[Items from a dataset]
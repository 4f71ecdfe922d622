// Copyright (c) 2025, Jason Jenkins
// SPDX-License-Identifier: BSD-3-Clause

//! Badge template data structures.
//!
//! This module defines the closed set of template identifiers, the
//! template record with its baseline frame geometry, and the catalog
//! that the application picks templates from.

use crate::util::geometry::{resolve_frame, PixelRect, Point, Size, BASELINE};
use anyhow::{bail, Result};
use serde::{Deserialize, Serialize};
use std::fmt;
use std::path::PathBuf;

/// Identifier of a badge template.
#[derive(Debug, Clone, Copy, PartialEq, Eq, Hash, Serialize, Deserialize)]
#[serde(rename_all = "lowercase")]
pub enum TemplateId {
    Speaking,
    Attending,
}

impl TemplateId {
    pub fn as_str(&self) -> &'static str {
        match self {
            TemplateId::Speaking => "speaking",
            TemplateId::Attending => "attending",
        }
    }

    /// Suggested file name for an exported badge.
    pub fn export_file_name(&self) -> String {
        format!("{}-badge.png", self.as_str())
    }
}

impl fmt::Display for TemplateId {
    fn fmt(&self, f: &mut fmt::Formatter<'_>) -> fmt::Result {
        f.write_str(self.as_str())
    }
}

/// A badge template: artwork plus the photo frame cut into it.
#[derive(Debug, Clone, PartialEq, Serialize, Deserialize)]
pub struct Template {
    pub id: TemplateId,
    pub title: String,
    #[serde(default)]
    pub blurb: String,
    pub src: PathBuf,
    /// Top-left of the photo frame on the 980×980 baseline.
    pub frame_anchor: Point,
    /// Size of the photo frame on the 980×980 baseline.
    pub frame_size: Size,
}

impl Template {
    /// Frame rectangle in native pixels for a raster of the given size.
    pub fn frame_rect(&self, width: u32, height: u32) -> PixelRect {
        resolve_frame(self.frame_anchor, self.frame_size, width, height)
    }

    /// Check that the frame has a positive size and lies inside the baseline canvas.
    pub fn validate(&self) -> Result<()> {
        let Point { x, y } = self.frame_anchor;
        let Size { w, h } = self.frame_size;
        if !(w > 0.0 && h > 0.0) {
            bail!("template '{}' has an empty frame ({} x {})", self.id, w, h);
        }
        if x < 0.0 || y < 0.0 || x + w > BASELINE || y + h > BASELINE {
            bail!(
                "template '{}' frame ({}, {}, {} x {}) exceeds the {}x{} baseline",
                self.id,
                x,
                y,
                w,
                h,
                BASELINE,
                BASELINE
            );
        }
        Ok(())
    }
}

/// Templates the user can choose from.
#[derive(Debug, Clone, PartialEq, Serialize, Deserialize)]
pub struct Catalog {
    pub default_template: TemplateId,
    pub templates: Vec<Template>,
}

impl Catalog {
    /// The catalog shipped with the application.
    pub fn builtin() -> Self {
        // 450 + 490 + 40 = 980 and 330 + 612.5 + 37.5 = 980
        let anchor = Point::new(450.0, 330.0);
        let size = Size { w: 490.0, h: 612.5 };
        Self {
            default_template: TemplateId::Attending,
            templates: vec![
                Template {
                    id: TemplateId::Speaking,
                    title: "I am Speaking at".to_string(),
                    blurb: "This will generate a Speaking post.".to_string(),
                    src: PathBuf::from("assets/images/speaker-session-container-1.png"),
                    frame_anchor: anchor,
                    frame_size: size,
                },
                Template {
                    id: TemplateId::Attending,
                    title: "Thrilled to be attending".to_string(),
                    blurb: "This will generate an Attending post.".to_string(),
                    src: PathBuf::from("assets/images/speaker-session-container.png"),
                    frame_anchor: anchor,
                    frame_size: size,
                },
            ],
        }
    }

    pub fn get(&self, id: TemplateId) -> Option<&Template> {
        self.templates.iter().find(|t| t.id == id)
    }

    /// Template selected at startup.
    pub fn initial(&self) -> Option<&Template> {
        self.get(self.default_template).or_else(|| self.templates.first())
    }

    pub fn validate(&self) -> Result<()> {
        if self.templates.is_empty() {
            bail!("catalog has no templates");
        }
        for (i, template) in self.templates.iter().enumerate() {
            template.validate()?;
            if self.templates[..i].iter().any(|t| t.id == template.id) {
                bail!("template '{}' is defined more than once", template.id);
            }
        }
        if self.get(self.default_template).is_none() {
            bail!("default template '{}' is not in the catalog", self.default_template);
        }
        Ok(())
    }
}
* * *
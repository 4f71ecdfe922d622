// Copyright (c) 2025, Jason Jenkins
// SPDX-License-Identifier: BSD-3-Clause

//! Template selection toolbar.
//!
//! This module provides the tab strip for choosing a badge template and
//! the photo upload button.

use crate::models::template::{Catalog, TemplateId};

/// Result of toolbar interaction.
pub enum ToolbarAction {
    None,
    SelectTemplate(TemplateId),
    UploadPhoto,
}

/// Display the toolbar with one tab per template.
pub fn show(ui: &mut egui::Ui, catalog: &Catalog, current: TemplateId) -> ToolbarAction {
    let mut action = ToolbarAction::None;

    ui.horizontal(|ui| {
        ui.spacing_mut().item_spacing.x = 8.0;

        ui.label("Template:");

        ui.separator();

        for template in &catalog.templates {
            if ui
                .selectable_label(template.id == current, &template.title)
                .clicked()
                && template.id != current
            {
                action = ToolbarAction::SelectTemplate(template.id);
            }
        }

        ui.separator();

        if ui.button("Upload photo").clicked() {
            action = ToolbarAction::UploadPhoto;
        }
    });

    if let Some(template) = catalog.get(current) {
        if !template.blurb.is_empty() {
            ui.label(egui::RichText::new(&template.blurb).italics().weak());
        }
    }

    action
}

What you are asked to do -
From the entries above, copy every line that holds the word "PixelRect".

Response for this exercise -
use crate::util::geometry::{resolve_frame, PixelRect, Point, Size, BASELINE};
    pub fn frame_rect(&self, width: u32, height: u32) -> PixelRect {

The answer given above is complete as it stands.